> [EXERCISE BRIEF]: Copy out every line in the entries below that includes "letters".
::: MATERIAL TO PROCESS :::
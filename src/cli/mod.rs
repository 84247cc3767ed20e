mod auth;
mod drive;
mod sheets;
mod show;

use crate::config::Config;
use crate::error::{AppError, Result};
use crate::session::Session;
use clap::{Parser, Subcommand};
use serde::Serialize;
use std::path::PathBuf;

pub use drive::DriveCommand;
pub use sheets::SheetsCommand;
pub use show::ShowResource;

#[derive(Parser, Debug)]
#[command(name = "sheets-bridge")]
#[command(about = "Read and write Google Sheets and list Drive spreadsheets", long_about = None)]
#[command(version)]
pub struct Cli {
    /// Path to the OAuth client-secret JSON file
    #[arg(long, global = true, env = "SHEETS_BRIDGE_CREDENTIALS")]
    pub credentials: Option<PathBuf>,

    #[command(subcommand)]
    pub command: Commands,
}

impl Cli {
    pub async fn run(&self) -> Result<()> {
        let config = self.config()?;

        match &self.command {
            Commands::Auth { reset, yes } => auth::execute(config, *reset, *yes).await,
            Commands::Show { resource } => resource.execute(&config).await,
            Commands::Drive { command } => {
                let session = Session::open(config.google)?;
                let result = command.execute(&session).await;
                session.close();
                result
            }
            Commands::Sheets { command } => {
                let session = Session::open(config.google)?;
                let result = command.execute(&session).await;
                session.close();
                result
            }
        }
    }

    fn config(&self) -> Result<Config> {
        let mut config = Config::load()?;
        if let Some(path) = &self.credentials {
            config.google.credentials_file = Some(path.clone());
        }
        Ok(config)
    }
}

#[derive(Subcommand, Debug)]
pub enum Commands {
    /// Authorize with Google, running the consent flow if no token is cached
    Auth {
        /// Delete cached tokens first
        #[arg(long)]
        reset: bool,
        /// Skip the confirmation prompt
        #[arg(long)]
        yes: bool,
    },
    Show {
        #[command(subcommand)]
        resource: ShowResource,
    },
    /// Google Drive operations
    Drive {
        #[command(subcommand)]
        command: DriveCommand,
    },
    /// Google Sheets operations
    Sheets {
        #[command(subcommand)]
        command: SheetsCommand,
    },
}

/// Print an operation result as JSON on stdout.
fn print_json<T: Serialize>(value: &T) -> Result<()> {
    println!("{}", serde_json::to_string_pretty(value)?);
    Ok(())
}

fn confirm(prompt: &str) -> Result<bool> {
    dialoguer::Confirm::new()
        .with_prompt(prompt)
        .default(false)
        .interact()
        .map_err(|e| AppError::Other(e.into()))
}
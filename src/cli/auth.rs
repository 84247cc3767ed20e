use super::confirm;
use crate::config::Config;
use crate::error::Result;
use crate::session::{Session, clear_tokens};
use tracing::info;

pub async fn execute(config: Config, reset: bool, yes: bool) -> Result<()> {
    if reset {
        if !yes && !confirm("Delete cached Google tokens?")? {
            info!("Keeping cached tokens");
            return Ok(());
        }
        clear_tokens()?;
    }

    let session = Session::open(config.google)?;
    session.acquire_credential().await?;
    session.close();

    info!("Google authorization verified");

    Ok(())
}
mod auth;

pub use auth::{Credential, clear_tokens, token_cache_path};
pub(crate) use auth::{DRIVE_READONLY_SCOPE, SPREADSHEETS_SCOPE};

use crate::config::GoogleConfig;
use crate::drive::DriveClient;
use crate::error::Result;
use crate::sheets::SheetsClient;
use google_drive3::api::DriveHub;
use google_sheets4::api::Sheets;
use hyper_rustls::HttpsConnector;
use hyper_util::client::legacy::Client;
use hyper_util::client::legacy::connect::HttpConnector;
use hyper_util::rt::TokioExecutor;
use tokio::sync::OnceCell;
use tracing::{debug, instrument};

/// Owns the Google credential and hands out API clients bound to it.
///
/// The credential is acquired lazily on first use and then shared by every
/// client the session produces. Concurrent first use runs a single OAuth
/// flow; a failed attempt leaves the session unauthorized so the next call
/// tries again.
pub struct Session {
    config: GoogleConfig,
    connector: HttpsConnector<HttpConnector>,
    credential: OnceCell<Credential>,
}

impl Session {
    /// Prepare a session. Neither the network nor the credentials file is touched yet.
    pub fn open(config: GoogleConfig) -> Result<Self> {
        let connector = hyper_rustls::HttpsConnectorBuilder::new()
            .with_native_roots()?
            .https_or_http()
            .enable_http1()
            .build();

        Ok(Self {
            config,
            connector,
            credential: OnceCell::new(),
        })
    }

    pub fn is_authorized(&self) -> bool {
        self.credential.initialized()
    }

    /// Return the cached credential, running the authorization exchange on first use
    pub async fn acquire_credential(&self) -> Result<&Credential> {
        self.credential
            .get_or_try_init(|| async {
                let path = self.config.credentials_path()?;
                auth::acquire_credential(&path).await
            })
            .await
    }

    #[instrument(name = "Creating Drive client", skip_all)]
    pub async fn drive_client(&self) -> Result<DriveClient> {
        let auth = self.acquire_credential().await?.clone();
        let client = Client::builder(TokioExecutor::new()).build(self.connector.clone());

        let mut hub = DriveHub::new(client, auth);
        hub.user_agent(self.config.application_name.clone());

        Ok(DriveClient::new(hub))
    }

    #[instrument(name = "Creating Sheets client", skip_all)]
    pub async fn sheets_client(&self) -> Result<SheetsClient> {
        let auth = self.acquire_credential().await?.clone();
        let client = Client::builder(TokioExecutor::new()).build(self.connector.clone());

        let mut hub = Sheets::new(client, auth);
        hub.user_agent(self.config.application_name.clone());

        Ok(SheetsClient::new(hub))
    }

    /// End the session and drop its credential. Tokens persisted on disk are kept.
    pub fn close(self) {
        debug!(authorized = self.is_authorized(), "Closing Google session");
    }
}
mod client;

pub use client::DriveClient;

use crate::error::Result;
use crate::models::SpreadsheetList;
use async_trait::async_trait;
use google_drive3::api::FileList;
use tracing::{debug, instrument, warn};

const SPREADSHEET_MIME_TYPE: &str = "application/vnd.google-apps.spreadsheet";
// Largest page the Drive API hands out. Further pages are never requested.
const PAGE_SIZE: i32 = 1000;
const ORDER_BY: &str = "name";

#[async_trait]
pub trait DriveOperations {
    /// Run one `files.list` call and return the first page.
    async fn list_files(&self, query: &str, page_size: i32, order_by: &str) -> Result<FileList>;
}

/// List spreadsheets whose name contains `name_filter`, ordered by name.
///
/// An empty filter matches every spreadsheet visible to the credential. No
/// matches gives empty lists. Only the first page is read: if the backend
/// signals more results, they are dropped with a warning.
#[instrument(name = "Listing spreadsheets", skip(drive))]
pub async fn list_spreadsheets<D>(drive: &D, name_filter: &str) -> Result<SpreadsheetList>
where
    D: DriveOperations + Sync + ?Sized,
{
    let query = spreadsheet_query(name_filter);
    let file_list = drive.list_files(&query, PAGE_SIZE, ORDER_BY).await?;

    if file_list.next_page_token.is_some() {
        warn!(
            page_size = PAGE_SIZE,
            "More spreadsheets match than fit in one page, results truncated"
        );
    }

    let mut spreadsheets = SpreadsheetList::default();
    for file in file_list.files.unwrap_or_default() {
        let (Some(id), Some(name)) = (file.id, file.name) else {
            continue;
        };
        spreadsheets.names.push(name);
        spreadsheets.ids.push(id);
    }

    debug!(count = spreadsheets.ids.len(), "Found spreadsheets");
    Ok(spreadsheets)
}

fn spreadsheet_query(name_filter: &str) -> String {
    format!(
        "mimeType='{}' and name contains '{}'",
        SPREADSHEET_MIME_TYPE,
        escape_query_literal(name_filter)
    )
}

/// Escape a value for use inside a single-quoted Drive query string.
fn escape_query_literal(value: &str) -> String {
    value.replace('\\', "\\\\").replace('\'', "\\'")
}
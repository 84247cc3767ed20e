use crate::config::Config;
use crate::error::{AppError, Result};
use hyper_util::client::legacy::connect::HttpConnector;
use std::fs;
use std::io;
use std::path::{Path, PathBuf};
use tracing::{debug, instrument};
use yup_oauth2::{
    ApplicationSecret, InstalledFlowAuthenticator, InstalledFlowReturnMethod,
    authenticator::Authenticator, hyper_rustls::HttpsConnector,
};

// Read-only access to Drive file metadata, used to list spreadsheets.
pub(crate) const DRIVE_READONLY_SCOPE: &str = "https://www.googleapis.com/auth/drive.readonly";
// Full read/write access to spreadsheets.
pub(crate) const SPREADSHEETS_SCOPE: &str = "https://www.googleapis.com/auth/spreadsheets";

const AUTH_SCOPES: [&str; 2] = [DRIVE_READONLY_SCOPE, SPREADSHEETS_SCOPE];

/// Authorized credential shared by every client a session hands out.
/// Token refresh and persistence are handled by `yup-oauth2`.
pub type Credential = Authenticator<HttpsConnector<HttpConnector>>;

/// Read the client secret, build the authenticator and verify it by fetching a token
#[instrument(name = "Authorizing with Google", skip_all, fields(path = ?credentials_path))]
pub(super) async fn acquire_credential(credentials_path: &Path) -> Result<Credential> {
    let secret = read_client_secret(credentials_path).await?;
    let auth = from_installed_flow(secret).await?;

    // Trigger authorization for both scopes up front so later calls reuse the cached token
    let _token = auth
        .token(&AUTH_SCOPES)
        .await
        .map_err(|e| AppError::Authorization(format!("Failed to get token: {}", e)))?;

    debug!("Google credential ready");
    Ok(auth)
}

async fn read_client_secret(path: &Path) -> Result<ApplicationSecret> {
    if !path.exists() {
        return Err(AppError::Credential(format!(
            "Client secret file not found at {:?}",
            path
        )));
    }

    yup_oauth2::read_application_secret(path)
        .await
        .map_err(|e| match e.kind() {
            io::ErrorKind::InvalidData => {
                AppError::Credential(format!("Failed to parse client secret {:?}: {}", path, e))
            }
            _ => AppError::Credential(format!("Failed to read client secret {:?}: {}", path, e)),
        })
}

async fn from_installed_flow(secret: ApplicationSecret) -> Result<Credential> {
    let token_cache_path = token_cache_path()?;

    if let Some(parent) = token_cache_path.parent() {
        fs::create_dir_all(parent).map_err(|e| {
            AppError::Authorization(format!("Failed to create token cache directory: {}", e))
        })?;
    }

    // Consent happens in the browser; yup-oauth2 listens on a loopback port for the redirect
    let auth = InstalledFlowAuthenticator::builder(secret, InstalledFlowReturnMethod::HTTPRedirect)
        .persist_tokens_to_disk(token_cache_path)
        .build()
        .await
        .map_err(|e| AppError::Authorization(format!("Failed to build authenticator: {}", e)))?;

    Ok(auth)
}

/// Clear cached Google tokens by deleting the token cache file
#[instrument(name = "Clearing auth tokens for Google", skip_all)]
pub fn clear_tokens() -> Result<()> {
    let token_path = token_cache_path()?;

    if !token_path.exists() {
        debug!("No Google tokens to clear");
        return Ok(());
    }

    fs::remove_file(&token_path)
        .map_err(|e| AppError::Authorization(format!("Failed to delete tokens file: {}", e)))?;
    debug!("Cleared Google cached tokens");

    Ok(())
}

pub fn token_cache_path() -> Result<PathBuf> {
    Config::cache_file("google_tokens.json")
}
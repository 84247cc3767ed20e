use crate::error::{AppError, Result};
use serde::{Deserialize, Serialize};
use std::fs;
use std::path::PathBuf;

const CONFIG_DIR_PREFIX: &str = "sheets-bridge";
const CREDENTIALS_FILE_NAME: &str = "credentials.json";
const DEFAULT_APPLICATION_NAME: &str = "sheets-bridge";

#[derive(Debug, Serialize, Deserialize, Clone, Default)]
pub struct Config {
    #[serde(default)]
    pub google: GoogleConfig,
}

#[derive(Debug, Serialize, Deserialize, Clone)]
pub struct GoogleConfig {
    /// Path to the OAuth client-secret JSON downloaded from the Google Cloud console.
    #[serde(default)]
    pub credentials_file: Option<PathBuf>,
    /// Sent as the user agent on every API call.
    #[serde(default = "default_application_name")]
    pub application_name: String,
}

impl Default for GoogleConfig {
    fn default() -> Self {
        Self {
            credentials_file: None,
            application_name: default_application_name(),
        }
    }
}

fn default_application_name() -> String {
    DEFAULT_APPLICATION_NAME.to_string()
}

impl GoogleConfig {
    /// Configured client-secret path, or `credentials.json` in the config directory.
    pub fn credentials_path(&self) -> Result<PathBuf> {
        match &self.credentials_file {
            Some(path) => Ok(path.clone()),
            None => Config::default_credentials_file(),
        }
    }
}

impl Config {
    /// Load the config file if present, falling back to defaults.
    pub fn load() -> Result<Self> {
        let config_path = Self::config_file()?;

        let config = match config_path.exists() {
            true => {
                let contents = fs::read_to_string(&config_path)?;
                Self::parse(&contents)?
            }
            false => Config::default(),
        };

        Ok(config)
    }

    fn parse(contents: &str) -> Result<Self> {
        let config: Config = toml::from_str(contents)
            .map_err(|e| AppError::Config(format!("Failed to parse config: {}", e)))?;

        if config.google.application_name.trim().is_empty() {
            return Err(AppError::Config(
                "Google application_name must not be empty".to_string(),
            ));
        }

        Ok(config)
    }

    fn xdg_dirs() -> xdg::BaseDirectories {
        xdg::BaseDirectories::with_prefix(CONFIG_DIR_PREFIX)
    }

    /// Get the config file path
    pub fn config_file() -> Result<PathBuf> {
        let xdg_dirs = Self::xdg_dirs();
        xdg_dirs
            .place_config_file("config.toml")
            .map_err(|e| AppError::Config(format!("Failed to create config directory: {}", e)))
    }

    fn default_credentials_file() -> Result<PathBuf> {
        let xdg = Self::xdg_dirs();
        xdg.get_config_home()
            .map(|dir| dir.join(CREDENTIALS_FILE_NAME))
            .ok_or_else(|| AppError::Config("Failed to determine config directory".to_string()))
    }

    /// Get the cache directory path
    pub fn cache_dir() -> Result<PathBuf> {
        let xdg = Self::xdg_dirs();
        xdg.get_cache_home()
            .ok_or_else(|| AppError::Config("Failed to determine cache directory".to_string()))
    }

    /// Get a cache file path
    pub fn cache_file(filename: &str) -> Result<PathBuf> {
        let xdg = Self::xdg_dirs();
        xdg.place_cache_file(filename)
            .map_err(|e| AppError::Config(format!("Failed to create cache file path: {}", e)))
    }
}
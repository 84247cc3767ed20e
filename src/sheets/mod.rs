mod client;
mod engine;
#[cfg(test)]
pub(crate) mod mocks;
pub mod range;

pub use client::SheetsClient;
pub use engine::SheetsEngine;

use crate::error::Result;
use crate::models::{CellMatrix, ReadOptions, WriteOptions};
use async_trait::async_trait;
use google_sheets4::api::{
    AppendValuesResponse, BatchGetValuesResponse, ClearValuesResponse, SheetProperties,
    Spreadsheet, UpdateValuesResponse, ValueRange,
};

/// One method per Sheets API call. Ranges are fully qualified A1 strings.
#[async_trait]
pub trait SheetOperations {
    async fn get_values(
        &self,
        spreadsheet_id: &str,
        range: &str,
        options: ReadOptions,
    ) -> Result<ValueRange>;

    async fn batch_get_values(
        &self,
        spreadsheet_id: &str,
        ranges: &[String],
        options: ReadOptions,
    ) -> Result<BatchGetValuesResponse>;

    async fn update_values(
        &self,
        spreadsheet_id: &str,
        range: &str,
        values: CellMatrix,
        options: WriteOptions,
    ) -> Result<UpdateValuesResponse>;

    async fn append_values(
        &self,
        spreadsheet_id: &str,
        range: &str,
        values: CellMatrix,
        options: WriteOptions,
    ) -> Result<AppendValuesResponse>;

    async fn clear_values(&self, spreadsheet_id: &str, range: &str)
    -> Result<ClearValuesResponse>;

    /// Properties of every sheet tab, in spreadsheet order.
    async fn sheet_properties(&self, spreadsheet_id: &str) -> Result<Vec<SheetProperties>>;

    async fn add_sheet(&self, spreadsheet_id: &str, title: &str) -> Result<SheetProperties>;

    async fn create_spreadsheet(&self, title: &str) -> Result<Spreadsheet>;
}
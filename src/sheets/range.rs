use std::borrow::Cow;

/// Whole-sheet range used when reading, appending or clearing without an explicit range.
pub const DEFAULT_RANGE: &str = "A:ZZ";

/// Anchor used when writing without an explicit range.
pub const DEFAULT_WRITE_ANCHOR: &str = "A1";

/// Sheet name as it must appear before `!` in A1 notation.
///
/// Plain identifiers are used as-is. Anything else is wrapped in single
/// quotes with embedded quotes doubled, e.g. `'Q1 ''24'`. Names the backend
/// would parse as a cell (`FY24`, `R1C1`) are quoted too, so a bare sheet
/// name still selects the whole sheet.
pub fn sheet_reference(sheet_name: &str) -> Cow<'_, str> {
    let mut chars = sheet_name.chars();
    let identifier = chars
        .next()
        .is_some_and(|c| c.is_ascii_alphabetic() || c == '_')
        && chars.all(|c| c.is_ascii_alphanumeric() || c == '_');
    let plain = identifier && !is_a1_cell(sheet_name) && !is_r1c1_cell(sheet_name);

    match plain {
        true => Cow::Borrowed(sheet_name),
        false => Cow::Owned(format!("'{}'", sheet_name.replace('\'', "''"))),
    }
}

// Column letters followed by a row number, e.g. `A1`, `FY24`, `XFD1048576`.
pub(crate) fn is_a1_cell(name: &str) -> bool {
    let letters = name.bytes().take_while(u8::is_ascii_alphabetic).count();
    let digits = &name[letters..];
    (1..=3).contains(&letters) && !digits.is_empty() && digits.bytes().all(|b| b.is_ascii_digit())
}

// `R<n>C<n>` with either number optional, e.g. `R1C1`, `RC`, `r2c`.
fn is_r1c1_cell(name: &str) -> bool {
    let Some(rest) = name.strip_prefix(['R', 'r']) else {
        return false;
    };
    let rest = rest.trim_start_matches(|c: char| c.is_ascii_digit());
    rest.strip_prefix(['C', 'c'])
        .is_some_and(|cols| cols.bytes().all(|b| b.is_ascii_digit()))
}

/// Build `"{sheet}!{range}"`, substituting `default` for a blank range.
pub fn qualified_range(sheet_name: &str, range: &str, default: &str) -> String {
    let range = match range.trim() {
        "" => default,
        trimmed => trimmed,
    };
    format!("{}!{}", sheet_reference(sheet_name), range)
}
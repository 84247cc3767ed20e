use super::DriveOperations;
use crate::error::{AppError, Result};
use crate::session::DRIVE_READONLY_SCOPE;
use async_trait::async_trait;
use google_drive3::api::{DriveHub, FileList};
use hyper_rustls::HttpsConnector;
use hyper_util::client::legacy::connect::HttpConnector;
use tracing::instrument;

// Only ids and names are needed, plus the token that signals truncation.
const FILE_LIST_FIELDS: &str = "nextPageToken, files(id, name)";

pub struct DriveClient {
    hub: DriveHub<HttpsConnector<HttpConnector>>,
}

impl DriveClient {
    pub fn new(hub: DriveHub<HttpsConnector<HttpConnector>>) -> Self {
        Self { hub }
    }
}

#[async_trait]
impl DriveOperations for DriveClient {
    #[instrument(name = "Querying Drive files", skip(self))]
    async fn list_files(&self, query: &str, page_size: i32, order_by: &str) -> Result<FileList> {
        let (_, file_list) = self
            .hub
            .files()
            .list()
            .q(query)
            .page_size(page_size)
            .order_by(order_by)
            .param("fields", FILE_LIST_FIELDS)
            .add_scope(DRIVE_READONLY_SCOPE)
            .doit()
            .await
            .map_err(|e| AppError::Drive(format!("Failed to list files: {}", e)))?;

        Ok(file_list)
    }
}
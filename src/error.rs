use thiserror::Error;

#[derive(Error, Debug)]
pub enum AppError {
    #[error("Credential error: {0}")]
    Credential(String),

    #[error("OAuth2 authorization error: {0}")]
    Authorization(String),

    #[error("Google Sheets API error: {0}")]
    Sheets(String),

    #[error("Google Drive API error: {0}")]
    Drive(String),

    #[error("Invalid input: {0}")]
    InvalidInput(String),

    #[error("Configuration error: {0}")]
    Config(String),

    #[error("Serialization error: {0}")]
    Serialization(#[from] serde_json::Error),

    #[error("CSV error: {0}")]
    Csv(#[from] csv::Error),

    #[error("IO error: {0}")]
    Io(#[from] std::io::Error),

    #[error("{0}")]
    Other(#[from] anyhow::Error),
}

pub type Result<T> = std::result::Result<T, AppError>;

/// Reject blank identifiers before they reach the backend.
pub(crate) fn require(field: &str, value: &str) -> Result<()> {
    if value.trim().is_empty() {
        return Err(AppError::InvalidInput(format!("{} must not be empty", field)));
    }
    Ok(())
}
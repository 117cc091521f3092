//! Build options - the immutable input to source resolution and planning.

use serde::{Deserialize, Serialize};

/// Option set for one formula invocation.
///
/// Fixed once when the runtime hands over the flags; both
/// [`crate::source::resolve_source`] and [`crate::plan::build_install_plan`]
/// take it by reference and never mutate it.
#[derive(Debug, Clone, Copy, PartialEq, Eq, Serialize, Deserialize)]
pub struct BuildOptions {
    /// Vestigial: the python variant is the default, so this never branches.
    pub python: bool,
    /// Legacy bash implementation from its frozen branch.
    pub bash: bool,
    /// Track the master branch instead of a tagged release.
    pub head: bool,
    /// Install bash/zsh completion scripts.
    pub completions: bool,
}

impl Default for BuildOptions {
    fn default() -> Self {
        Self {
            python: false,
            bash: false,
            head: false,
            completions: true,
        }
    }
}

impl BuildOptions {
    pub fn new() -> Self {
        Self::default()
    }

    /// Whether the named formula option is in effect.
    ///
    /// `without-completions` is the inverse of the stored `completions` flag,
    /// matching how the runtime spells it.
    pub fn is_set(&self, name: &str) -> bool {
        match name {
            "python" => self.python,
            "bash" => self.bash,
            "head" => self.head,
            "without-completions" => !self.completions,
            _ => false,
        }
    }

    /// Options in effect, receipt style (`--name` spelling).
    pub fn used_options(&self) -> Vec<String> {
        crate::formula::OPTIONS
            .iter()
            .filter(|o| self.is_set(o.name))
            .map(|o| format!("--{}", o.name))
            .collect()
    }

    /// Declared options not in effect.
    pub fn unused_options(&self) -> Vec<String> {
        crate::formula::OPTIONS
            .iter()
            .filter(|o| !self.is_set(o.name))
            .map(|o| format!("--{}", o.name))
            .collect()
    }
}
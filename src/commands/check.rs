use crate::error::{PlanError, Result};
use crate::formula;
use colored::Colorize;
use std::process::Command;

/// Run the formula's smoke test: the installed tool must answer `help`
/// with a zero exit status.
pub fn check() -> Result<()> {
    let test = formula::SMOKE_TEST;
    println!(
        "{} Running {}",
        "==>".bold().green(),
        test.command_line().cyan()
    );

    let status = Command::new(test.program).args(test.args).status()?;

    if status.success() {
        println!("{} {} responds to `help`", "✓".green(), formula::NAME);
        Ok(())
    } else {
        println!("{} Smoke test failed", "✗".red());
        Err(PlanError::SmokeTestFailed {
            command: test.command_line(),
            status: status.to_string(),
        })
    }
}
:::
> [YOUR SOLUTION]:
// Column letters followed by a row number, e.g. `A1`, `FY24`, `XFD1048576`.
    let letters = name.bytes().take_while(u8::is_ascii_alphabetic).count();
    let digits = &name[letters..];
    (1..=3).contains(&letters) && !digits.is_empty() && digits.bytes().all(|b| b.is_ascii_digit())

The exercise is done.